*Task to carry out*
For each record below, give an exact transcription.

*Material for the task*
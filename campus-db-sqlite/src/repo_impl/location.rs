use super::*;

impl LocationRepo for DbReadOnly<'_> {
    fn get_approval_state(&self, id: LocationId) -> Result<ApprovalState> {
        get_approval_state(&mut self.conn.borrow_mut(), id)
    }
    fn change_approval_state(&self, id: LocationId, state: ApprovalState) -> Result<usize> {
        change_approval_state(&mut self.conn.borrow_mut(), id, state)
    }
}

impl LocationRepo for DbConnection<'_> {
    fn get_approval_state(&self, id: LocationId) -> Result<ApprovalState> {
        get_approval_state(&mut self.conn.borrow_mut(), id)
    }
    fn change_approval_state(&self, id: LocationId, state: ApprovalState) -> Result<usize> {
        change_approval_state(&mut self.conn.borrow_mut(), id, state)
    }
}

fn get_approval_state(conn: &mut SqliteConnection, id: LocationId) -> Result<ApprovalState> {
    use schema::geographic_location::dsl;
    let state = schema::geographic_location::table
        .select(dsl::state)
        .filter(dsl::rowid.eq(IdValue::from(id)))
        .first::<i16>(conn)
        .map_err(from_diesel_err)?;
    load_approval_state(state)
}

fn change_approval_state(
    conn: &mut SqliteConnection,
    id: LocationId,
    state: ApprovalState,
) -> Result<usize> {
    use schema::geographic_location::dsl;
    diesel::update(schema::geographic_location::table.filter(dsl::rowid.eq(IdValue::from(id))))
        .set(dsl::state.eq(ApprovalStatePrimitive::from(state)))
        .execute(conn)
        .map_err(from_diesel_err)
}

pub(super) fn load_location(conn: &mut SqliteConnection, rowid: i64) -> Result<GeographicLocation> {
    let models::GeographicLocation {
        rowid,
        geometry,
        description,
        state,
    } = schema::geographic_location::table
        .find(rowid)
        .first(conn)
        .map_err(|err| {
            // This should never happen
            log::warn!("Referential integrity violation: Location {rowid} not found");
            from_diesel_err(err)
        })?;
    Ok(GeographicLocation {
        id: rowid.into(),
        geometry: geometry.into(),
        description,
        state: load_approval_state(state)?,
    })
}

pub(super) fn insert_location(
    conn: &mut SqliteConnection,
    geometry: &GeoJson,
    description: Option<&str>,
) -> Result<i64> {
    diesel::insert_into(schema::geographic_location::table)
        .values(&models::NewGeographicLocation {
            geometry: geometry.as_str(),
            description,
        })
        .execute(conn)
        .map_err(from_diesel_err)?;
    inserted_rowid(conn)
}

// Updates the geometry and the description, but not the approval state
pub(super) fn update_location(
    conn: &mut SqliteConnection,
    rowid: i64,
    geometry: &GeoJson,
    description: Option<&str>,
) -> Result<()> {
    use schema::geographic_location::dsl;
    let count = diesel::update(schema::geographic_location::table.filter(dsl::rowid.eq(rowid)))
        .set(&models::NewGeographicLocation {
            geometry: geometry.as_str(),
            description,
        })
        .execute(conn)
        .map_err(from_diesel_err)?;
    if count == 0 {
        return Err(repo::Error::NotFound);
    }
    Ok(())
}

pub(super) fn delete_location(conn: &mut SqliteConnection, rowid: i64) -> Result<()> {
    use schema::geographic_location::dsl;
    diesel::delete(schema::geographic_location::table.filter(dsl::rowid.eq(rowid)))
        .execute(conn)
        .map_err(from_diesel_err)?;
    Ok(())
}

*Result of this task*
filename campus-db-sqlite/src/repo_impl/location.rs
use super::*;

impl LocationRepo for DbReadOnly<'_> {
    fn get_approval_state(&self, id: LocationId) -> Result<ApprovalState> {
        get_approval_state(&mut self.conn.borrow_mut(), id)
    }
    fn change_approval_state(&self, id: LocationId, state: ApprovalState) -> Result<usize> {
        change_approval_state(&mut self.conn.borrow_mut(), id, state)
    }
}

impl LocationRepo for DbConnection<'_> {
    fn get_approval_state(&self, id: LocationId) -> Result<ApprovalState> {
        get_approval_state(&mut self.conn.borrow_mut(), id)
    }
    fn change_approval_state(&self, id: LocationId, state: ApprovalState) -> Result<usize> {
        change_approval_state(&mut self.conn.borrow_mut(), id, state)
    }
}

fn get_approval_state(conn: &mut SqliteConnection, id: LocationId) -> Result<ApprovalState> {
    use schema::geographic_location::dsl;
    let state = schema::geographic_location::table
        .select(dsl::state)
        .filter(dsl::rowid.eq(IdValue::from(id)))
        .first::<i16>(conn)
        .map_err(from_diesel_err)?;
    load_approval_state(state)
}

fn change_approval_state(
    conn: &mut SqliteConnection,
    id: LocationId,
    state: ApprovalState,
) -> Result<usize> {
    use schema::geographic_location::dsl;
    diesel::update(schema::geographic_location::table.filter(dsl::rowid.eq(IdValue::from(id))))
        .set(dsl::state.eq(ApprovalStatePrimitive::from(state)))
        .execute(conn)
        .map_err(from_diesel_err)
}

pub(super) fn load_location(conn: &mut SqliteConnection, rowid: i64) -> Result<GeographicLocation> {
    let models::GeographicLocation {
        rowid,
        geometry,
        description,
        state,
    } = schema::geographic_location::table
        .find(rowid)
        .first(conn)
        .map_err(|err| {
            // This should never happen
            log::warn!("Referential integrity violation: Location {rowid} not found");
            from_diesel_err(err)
        })?;
    Ok(GeographicLocation {
        id: rowid.into(),
        geometry: geometry.into(),
        description,
        state: load_approval_state(state)?,
    })
}

pub(super) fn insert_location(
    conn: &mut SqliteConnection,
    geometry: &GeoJson,
    description: Option<&str>,
) -> Result<i64> {
    diesel::insert_into(schema::geographic_location::table)
        .values(&models::NewGeographicLocation {
            geometry: geometry.as_str(),
            description,
        })
        .execute(conn)
        .map_err(from_diesel_err)?;
    inserted_rowid(conn)
}

// Updates the geometry and the description, but not the approval state
pub(super) fn update_location(
    conn: &mut SqliteConnection,
    rowid: i64,
    geometry: &GeoJson,
    description: Option<&str>,
) -> Result<()> {
    use schema::geographic_location::dsl;
    let count = diesel::update(schema::geographic_location::table.filter(dsl::rowid.eq(rowid)))
        .set(&models::NewGeographicLocation {
            geometry: geometry.as_str(),
            description,
        })
        .execute(conn)
        .map_err(from_diesel_err)?;
    if count == 0 {
        return Err(repo::Error::NotFound);
    }
    Ok(())
}

pub(super) fn delete_location(conn: &mut SqliteConnection, rowid: i64) -> Result<()> {
    use schema::geographic_location::dsl;
    diesel::delete(schema::geographic_location::table.filter(dsl::rowid.eq(rowid)))
        .execute(conn)
        .map_err(from_diesel_err)?;
    Ok(())
}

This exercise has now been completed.